» **Provided material**:
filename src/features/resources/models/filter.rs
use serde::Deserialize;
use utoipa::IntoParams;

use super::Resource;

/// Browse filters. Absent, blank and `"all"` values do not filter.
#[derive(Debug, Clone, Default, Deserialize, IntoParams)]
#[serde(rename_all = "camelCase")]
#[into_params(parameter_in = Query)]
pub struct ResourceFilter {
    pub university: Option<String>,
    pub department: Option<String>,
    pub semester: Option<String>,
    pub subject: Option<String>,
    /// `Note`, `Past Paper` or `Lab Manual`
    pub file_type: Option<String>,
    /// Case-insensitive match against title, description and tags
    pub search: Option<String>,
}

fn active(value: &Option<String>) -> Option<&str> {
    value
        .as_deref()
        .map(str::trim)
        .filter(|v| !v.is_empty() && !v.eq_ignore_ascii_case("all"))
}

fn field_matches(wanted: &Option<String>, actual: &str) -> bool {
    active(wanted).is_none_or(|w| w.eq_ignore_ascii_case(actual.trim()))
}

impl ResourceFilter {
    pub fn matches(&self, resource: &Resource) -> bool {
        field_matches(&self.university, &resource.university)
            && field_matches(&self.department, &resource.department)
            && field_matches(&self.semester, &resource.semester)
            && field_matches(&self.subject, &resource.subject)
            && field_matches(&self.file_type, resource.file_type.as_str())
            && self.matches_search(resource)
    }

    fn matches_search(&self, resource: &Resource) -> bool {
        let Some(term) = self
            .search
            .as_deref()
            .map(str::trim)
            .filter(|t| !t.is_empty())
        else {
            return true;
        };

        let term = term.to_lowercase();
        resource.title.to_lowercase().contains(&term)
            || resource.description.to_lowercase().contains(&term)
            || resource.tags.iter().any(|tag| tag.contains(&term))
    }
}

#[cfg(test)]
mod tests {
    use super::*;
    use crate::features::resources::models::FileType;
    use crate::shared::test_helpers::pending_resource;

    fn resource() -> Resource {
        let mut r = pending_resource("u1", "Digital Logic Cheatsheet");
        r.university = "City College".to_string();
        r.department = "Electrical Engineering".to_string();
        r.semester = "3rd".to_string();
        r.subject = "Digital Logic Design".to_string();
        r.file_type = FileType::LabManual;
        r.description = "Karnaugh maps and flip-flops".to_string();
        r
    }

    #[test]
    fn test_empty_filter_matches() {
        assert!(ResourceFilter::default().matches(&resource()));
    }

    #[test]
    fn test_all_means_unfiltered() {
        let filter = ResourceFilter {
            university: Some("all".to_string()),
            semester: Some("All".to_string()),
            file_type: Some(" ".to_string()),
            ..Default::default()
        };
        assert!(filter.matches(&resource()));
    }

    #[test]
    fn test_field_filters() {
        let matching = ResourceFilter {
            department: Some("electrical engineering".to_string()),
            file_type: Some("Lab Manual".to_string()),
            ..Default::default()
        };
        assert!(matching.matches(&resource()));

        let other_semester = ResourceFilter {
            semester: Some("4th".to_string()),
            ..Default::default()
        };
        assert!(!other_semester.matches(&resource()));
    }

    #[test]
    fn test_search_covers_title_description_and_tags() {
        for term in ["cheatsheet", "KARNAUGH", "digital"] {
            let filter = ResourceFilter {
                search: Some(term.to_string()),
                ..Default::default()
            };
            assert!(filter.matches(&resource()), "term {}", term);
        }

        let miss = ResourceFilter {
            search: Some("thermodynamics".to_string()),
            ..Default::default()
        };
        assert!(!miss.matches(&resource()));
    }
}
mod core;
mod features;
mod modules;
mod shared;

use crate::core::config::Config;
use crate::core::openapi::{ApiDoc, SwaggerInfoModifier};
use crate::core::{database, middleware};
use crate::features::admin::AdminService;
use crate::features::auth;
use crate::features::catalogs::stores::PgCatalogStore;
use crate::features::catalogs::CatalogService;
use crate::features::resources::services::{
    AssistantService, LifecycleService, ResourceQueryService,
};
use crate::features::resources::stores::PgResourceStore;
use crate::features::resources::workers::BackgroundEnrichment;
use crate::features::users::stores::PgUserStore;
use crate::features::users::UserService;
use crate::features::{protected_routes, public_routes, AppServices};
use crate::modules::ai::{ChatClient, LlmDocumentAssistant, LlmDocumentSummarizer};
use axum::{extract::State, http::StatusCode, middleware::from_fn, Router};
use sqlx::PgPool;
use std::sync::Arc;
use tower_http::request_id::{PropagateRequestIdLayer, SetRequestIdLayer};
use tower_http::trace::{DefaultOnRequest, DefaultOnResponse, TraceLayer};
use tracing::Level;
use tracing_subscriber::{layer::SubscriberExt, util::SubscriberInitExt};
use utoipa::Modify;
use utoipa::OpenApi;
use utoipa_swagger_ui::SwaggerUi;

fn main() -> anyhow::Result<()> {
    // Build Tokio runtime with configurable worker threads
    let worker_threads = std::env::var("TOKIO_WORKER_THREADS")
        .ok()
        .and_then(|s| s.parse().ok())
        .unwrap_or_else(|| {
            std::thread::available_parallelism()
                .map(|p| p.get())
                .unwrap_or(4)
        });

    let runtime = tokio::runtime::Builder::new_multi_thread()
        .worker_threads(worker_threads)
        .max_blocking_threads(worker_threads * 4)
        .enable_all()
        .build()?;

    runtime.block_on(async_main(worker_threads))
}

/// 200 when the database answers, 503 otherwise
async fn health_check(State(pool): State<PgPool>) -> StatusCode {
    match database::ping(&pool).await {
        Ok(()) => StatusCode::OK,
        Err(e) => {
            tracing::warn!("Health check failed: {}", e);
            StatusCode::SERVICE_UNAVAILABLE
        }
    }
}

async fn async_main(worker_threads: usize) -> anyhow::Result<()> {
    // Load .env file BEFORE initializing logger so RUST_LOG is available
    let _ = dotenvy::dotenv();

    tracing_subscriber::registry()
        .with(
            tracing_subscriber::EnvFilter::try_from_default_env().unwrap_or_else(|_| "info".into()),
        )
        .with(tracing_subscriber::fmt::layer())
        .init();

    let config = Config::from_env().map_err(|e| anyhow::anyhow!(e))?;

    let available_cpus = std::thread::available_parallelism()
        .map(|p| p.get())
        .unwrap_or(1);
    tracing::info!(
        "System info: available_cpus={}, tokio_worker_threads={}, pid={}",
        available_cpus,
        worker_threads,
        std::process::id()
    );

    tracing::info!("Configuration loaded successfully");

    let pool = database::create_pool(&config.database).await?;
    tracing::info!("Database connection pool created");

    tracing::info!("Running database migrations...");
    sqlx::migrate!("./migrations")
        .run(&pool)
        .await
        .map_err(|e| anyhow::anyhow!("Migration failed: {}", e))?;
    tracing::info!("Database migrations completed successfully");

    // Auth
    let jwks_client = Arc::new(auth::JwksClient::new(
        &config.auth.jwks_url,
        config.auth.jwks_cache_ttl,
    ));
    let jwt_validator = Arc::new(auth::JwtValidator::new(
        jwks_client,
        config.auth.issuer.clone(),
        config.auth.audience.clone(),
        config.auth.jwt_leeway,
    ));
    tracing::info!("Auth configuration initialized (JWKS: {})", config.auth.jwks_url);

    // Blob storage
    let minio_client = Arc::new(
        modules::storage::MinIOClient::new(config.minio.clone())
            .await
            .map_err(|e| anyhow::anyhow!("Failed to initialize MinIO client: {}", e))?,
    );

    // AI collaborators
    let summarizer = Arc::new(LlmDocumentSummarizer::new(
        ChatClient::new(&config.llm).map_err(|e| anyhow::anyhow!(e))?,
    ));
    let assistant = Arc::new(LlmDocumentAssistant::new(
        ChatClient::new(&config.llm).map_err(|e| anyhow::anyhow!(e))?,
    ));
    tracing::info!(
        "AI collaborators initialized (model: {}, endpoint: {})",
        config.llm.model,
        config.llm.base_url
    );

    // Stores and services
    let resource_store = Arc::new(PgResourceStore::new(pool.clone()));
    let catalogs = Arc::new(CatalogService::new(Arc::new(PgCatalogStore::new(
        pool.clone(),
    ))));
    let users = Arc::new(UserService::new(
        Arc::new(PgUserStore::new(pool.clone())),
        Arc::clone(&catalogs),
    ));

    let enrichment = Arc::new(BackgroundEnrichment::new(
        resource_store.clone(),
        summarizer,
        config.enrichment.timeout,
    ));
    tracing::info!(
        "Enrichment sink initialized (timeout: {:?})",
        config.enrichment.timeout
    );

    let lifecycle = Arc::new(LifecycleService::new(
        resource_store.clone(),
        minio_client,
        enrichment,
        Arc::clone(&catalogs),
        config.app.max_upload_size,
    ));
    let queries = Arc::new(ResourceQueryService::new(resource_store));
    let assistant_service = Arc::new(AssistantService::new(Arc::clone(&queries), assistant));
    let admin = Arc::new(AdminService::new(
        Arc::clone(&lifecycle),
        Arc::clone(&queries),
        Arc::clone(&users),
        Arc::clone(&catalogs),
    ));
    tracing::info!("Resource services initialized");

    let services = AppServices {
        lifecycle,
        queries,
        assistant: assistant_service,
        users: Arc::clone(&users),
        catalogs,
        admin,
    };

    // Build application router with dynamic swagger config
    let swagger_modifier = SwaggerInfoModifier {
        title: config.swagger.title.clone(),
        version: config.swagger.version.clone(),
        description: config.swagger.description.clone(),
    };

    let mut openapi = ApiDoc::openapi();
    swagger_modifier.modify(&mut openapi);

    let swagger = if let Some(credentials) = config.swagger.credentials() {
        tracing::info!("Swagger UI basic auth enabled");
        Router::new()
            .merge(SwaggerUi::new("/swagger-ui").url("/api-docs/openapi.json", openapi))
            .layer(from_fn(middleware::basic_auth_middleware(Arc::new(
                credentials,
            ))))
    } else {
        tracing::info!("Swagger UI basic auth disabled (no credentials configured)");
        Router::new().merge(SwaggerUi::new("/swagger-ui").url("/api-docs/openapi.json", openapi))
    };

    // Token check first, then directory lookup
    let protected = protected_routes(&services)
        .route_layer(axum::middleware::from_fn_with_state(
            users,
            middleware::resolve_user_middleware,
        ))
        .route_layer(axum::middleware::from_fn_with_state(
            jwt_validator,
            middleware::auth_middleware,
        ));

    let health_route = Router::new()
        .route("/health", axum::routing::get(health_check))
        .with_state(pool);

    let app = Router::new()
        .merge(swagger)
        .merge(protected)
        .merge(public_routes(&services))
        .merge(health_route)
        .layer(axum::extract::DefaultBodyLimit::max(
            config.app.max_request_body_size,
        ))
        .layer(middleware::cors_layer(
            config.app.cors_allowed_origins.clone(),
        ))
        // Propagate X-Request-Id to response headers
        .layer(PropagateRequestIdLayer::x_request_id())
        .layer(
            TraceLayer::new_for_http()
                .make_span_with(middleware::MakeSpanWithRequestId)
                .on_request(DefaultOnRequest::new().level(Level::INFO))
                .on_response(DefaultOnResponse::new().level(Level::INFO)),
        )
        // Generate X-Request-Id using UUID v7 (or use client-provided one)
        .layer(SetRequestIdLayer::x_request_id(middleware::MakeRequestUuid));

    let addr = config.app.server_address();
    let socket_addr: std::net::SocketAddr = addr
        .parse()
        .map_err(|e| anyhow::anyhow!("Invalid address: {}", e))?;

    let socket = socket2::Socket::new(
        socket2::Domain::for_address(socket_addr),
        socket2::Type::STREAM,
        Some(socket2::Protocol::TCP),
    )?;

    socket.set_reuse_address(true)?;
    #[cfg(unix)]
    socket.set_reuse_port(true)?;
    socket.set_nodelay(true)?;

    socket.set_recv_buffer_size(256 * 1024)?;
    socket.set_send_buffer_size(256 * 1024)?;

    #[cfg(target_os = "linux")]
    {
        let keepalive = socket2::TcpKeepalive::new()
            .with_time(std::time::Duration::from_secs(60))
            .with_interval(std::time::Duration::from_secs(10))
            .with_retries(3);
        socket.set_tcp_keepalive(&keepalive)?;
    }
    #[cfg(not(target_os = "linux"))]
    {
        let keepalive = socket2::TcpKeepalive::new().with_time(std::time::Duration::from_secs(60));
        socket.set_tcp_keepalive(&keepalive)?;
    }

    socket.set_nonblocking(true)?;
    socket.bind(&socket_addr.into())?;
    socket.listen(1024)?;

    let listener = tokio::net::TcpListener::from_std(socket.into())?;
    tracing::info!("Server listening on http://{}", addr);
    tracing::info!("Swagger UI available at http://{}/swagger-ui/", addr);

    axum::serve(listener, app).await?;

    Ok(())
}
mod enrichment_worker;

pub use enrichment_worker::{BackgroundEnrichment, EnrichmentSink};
* * *
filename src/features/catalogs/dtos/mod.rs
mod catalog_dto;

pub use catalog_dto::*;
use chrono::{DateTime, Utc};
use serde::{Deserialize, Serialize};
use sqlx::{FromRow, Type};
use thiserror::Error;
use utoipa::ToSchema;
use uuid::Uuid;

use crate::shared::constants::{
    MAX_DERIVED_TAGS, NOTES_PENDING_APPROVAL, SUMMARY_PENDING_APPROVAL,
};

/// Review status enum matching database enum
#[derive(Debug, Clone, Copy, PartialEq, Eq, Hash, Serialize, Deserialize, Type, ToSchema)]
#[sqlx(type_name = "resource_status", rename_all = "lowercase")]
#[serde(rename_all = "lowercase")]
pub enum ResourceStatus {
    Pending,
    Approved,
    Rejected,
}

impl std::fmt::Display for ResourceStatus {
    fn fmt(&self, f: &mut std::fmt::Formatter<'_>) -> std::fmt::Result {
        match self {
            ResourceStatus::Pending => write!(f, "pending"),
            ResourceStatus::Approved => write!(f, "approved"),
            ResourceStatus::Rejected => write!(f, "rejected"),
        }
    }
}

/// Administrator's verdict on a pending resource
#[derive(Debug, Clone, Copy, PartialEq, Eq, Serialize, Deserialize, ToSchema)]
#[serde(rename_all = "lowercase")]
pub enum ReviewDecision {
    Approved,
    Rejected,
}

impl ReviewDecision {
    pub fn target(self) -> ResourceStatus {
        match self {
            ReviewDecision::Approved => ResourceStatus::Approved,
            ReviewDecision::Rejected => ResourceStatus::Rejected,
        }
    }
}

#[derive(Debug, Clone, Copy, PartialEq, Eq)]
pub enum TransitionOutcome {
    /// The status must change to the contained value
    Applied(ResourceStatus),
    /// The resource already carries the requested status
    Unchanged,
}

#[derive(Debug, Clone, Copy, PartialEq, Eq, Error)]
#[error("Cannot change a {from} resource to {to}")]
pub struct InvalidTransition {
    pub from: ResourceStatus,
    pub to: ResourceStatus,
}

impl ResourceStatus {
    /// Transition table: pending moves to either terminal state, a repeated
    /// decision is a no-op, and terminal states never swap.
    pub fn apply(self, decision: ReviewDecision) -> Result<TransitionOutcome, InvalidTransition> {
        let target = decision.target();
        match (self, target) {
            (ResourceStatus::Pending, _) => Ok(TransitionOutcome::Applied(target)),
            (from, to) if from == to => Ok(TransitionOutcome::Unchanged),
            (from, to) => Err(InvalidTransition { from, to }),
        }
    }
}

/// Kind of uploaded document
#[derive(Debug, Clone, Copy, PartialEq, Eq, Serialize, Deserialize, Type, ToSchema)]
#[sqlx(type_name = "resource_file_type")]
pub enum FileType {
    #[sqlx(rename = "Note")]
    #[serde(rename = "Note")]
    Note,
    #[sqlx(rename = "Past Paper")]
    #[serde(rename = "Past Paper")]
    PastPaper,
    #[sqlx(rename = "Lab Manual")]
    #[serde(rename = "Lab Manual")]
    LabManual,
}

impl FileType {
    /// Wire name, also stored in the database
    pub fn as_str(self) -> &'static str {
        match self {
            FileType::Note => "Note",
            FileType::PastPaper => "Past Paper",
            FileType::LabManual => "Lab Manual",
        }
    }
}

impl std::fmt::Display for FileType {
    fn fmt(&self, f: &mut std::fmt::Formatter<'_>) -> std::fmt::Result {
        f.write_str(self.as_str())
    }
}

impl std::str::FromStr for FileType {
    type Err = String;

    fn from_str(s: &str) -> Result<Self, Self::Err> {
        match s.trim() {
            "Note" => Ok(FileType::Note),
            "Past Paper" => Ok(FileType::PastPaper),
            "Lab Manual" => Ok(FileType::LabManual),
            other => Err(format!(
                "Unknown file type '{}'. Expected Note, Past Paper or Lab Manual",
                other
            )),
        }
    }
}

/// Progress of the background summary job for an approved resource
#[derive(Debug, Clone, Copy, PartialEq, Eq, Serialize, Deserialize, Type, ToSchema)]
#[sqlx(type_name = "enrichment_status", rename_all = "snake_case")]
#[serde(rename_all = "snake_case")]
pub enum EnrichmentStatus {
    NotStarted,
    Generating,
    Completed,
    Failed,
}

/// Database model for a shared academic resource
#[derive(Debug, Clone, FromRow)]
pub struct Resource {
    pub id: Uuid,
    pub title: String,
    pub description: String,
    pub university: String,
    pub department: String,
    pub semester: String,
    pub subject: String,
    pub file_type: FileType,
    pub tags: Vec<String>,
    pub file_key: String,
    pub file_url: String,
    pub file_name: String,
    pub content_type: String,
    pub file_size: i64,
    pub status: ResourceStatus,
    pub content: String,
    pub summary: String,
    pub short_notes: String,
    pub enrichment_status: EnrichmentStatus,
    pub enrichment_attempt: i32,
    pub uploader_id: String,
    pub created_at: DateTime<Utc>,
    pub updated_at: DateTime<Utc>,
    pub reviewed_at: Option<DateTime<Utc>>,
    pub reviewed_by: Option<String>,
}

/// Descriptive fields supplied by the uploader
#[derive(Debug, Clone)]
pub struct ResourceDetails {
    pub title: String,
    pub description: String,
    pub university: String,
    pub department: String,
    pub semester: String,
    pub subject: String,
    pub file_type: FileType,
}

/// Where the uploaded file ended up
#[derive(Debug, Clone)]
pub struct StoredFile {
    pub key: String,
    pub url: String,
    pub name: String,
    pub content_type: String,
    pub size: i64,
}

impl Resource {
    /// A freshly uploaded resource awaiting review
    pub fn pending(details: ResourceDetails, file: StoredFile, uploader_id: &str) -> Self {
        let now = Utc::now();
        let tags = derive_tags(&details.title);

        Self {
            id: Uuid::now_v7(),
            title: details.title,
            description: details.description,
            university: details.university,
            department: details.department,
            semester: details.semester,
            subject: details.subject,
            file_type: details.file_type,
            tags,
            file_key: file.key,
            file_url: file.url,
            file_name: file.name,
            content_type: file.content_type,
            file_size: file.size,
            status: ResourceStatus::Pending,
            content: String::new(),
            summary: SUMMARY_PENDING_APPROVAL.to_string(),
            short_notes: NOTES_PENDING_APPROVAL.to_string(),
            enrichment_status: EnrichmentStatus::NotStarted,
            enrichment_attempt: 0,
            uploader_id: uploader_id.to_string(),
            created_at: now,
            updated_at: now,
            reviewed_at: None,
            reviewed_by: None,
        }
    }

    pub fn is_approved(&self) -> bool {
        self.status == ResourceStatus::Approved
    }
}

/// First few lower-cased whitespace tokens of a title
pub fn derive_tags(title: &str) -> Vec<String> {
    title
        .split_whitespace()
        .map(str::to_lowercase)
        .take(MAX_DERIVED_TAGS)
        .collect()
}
---
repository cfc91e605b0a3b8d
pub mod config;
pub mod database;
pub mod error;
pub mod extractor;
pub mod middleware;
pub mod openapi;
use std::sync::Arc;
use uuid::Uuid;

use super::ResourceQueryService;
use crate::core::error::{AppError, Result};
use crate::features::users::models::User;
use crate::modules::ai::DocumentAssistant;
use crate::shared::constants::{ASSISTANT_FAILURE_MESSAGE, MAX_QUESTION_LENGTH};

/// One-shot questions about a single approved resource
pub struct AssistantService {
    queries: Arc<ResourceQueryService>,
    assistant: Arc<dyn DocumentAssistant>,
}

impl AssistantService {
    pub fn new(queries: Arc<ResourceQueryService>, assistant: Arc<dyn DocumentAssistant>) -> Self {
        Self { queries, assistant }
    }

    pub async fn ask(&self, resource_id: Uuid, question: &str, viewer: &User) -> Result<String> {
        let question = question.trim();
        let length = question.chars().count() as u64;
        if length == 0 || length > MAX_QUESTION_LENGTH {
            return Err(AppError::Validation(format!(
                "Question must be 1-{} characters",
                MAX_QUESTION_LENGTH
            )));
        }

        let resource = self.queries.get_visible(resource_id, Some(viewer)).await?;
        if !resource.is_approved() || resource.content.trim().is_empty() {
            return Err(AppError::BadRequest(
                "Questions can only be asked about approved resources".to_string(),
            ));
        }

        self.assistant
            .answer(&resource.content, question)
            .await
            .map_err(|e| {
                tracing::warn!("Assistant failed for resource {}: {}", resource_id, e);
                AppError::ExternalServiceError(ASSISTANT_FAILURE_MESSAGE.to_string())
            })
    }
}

» **Exercise brief**: Above are the records; print exactly the lines from the line with "filename src/features/resources/models/filter.rs" to the line with "use crate::features::resources::models::FileType;", including both, and nothing else.

» **Written response**:
filename src/features/resources/models/filter.rs
use serde::Deserialize;
use utoipa::IntoParams;

use super::Resource;

/// Browse filters. Absent, blank and `"all"` values do not filter.
#[derive(Debug, Clone, Default, Deserialize, IntoParams)]
#[serde(rename_all = "camelCase")]
#[into_params(parameter_in = Query)]
pub struct ResourceFilter {
    pub university: Option<String>,
    pub department: Option<String>,
    pub semester: Option<String>,
    pub subject: Option<String>,
    /// `Note`, `Past Paper` or `Lab Manual`
    pub file_type: Option<String>,
    /// Case-insensitive match against title, description and tags
    pub search: Option<String>,
}

fn active(value: &Option<String>) -> Option<&str> {
    value
        .as_deref()
        .map(str::trim)
        .filter(|v| !v.is_empty() && !v.eq_ignore_ascii_case("all"))
}

fn field_matches(wanted: &Option<String>, actual: &str) -> bool {
    active(wanted).is_none_or(|w| w.eq_ignore_ascii_case(actual.trim()))
}

impl ResourceFilter {
    pub fn matches(&self, resource: &Resource) -> bool {
        field_matches(&self.university, &resource.university)
            && field_matches(&self.department, &resource.department)
            && field_matches(&self.semester, &resource.semester)
            && field_matches(&self.subject, &resource.subject)
            && field_matches(&self.file_type, resource.file_type.as_str())
            && self.matches_search(resource)
    }

    fn matches_search(&self, resource: &Resource) -> bool {
        let Some(term) = self
            .search
            .as_deref()
            .map(str::trim)
            .filter(|t| !t.is_empty())
        else {
            return true;
        };

        let term = term.to_lowercase();
        resource.title.to_lowercase().contains(&term)
            || resource.description.to_lowercase().contains(&term)
            || resource.tags.iter().any(|tag| tag.contains(&term))
    }
}

#[cfg(test)]
mod tests {
    use super::*;
    use crate::features::resources::models::FileType;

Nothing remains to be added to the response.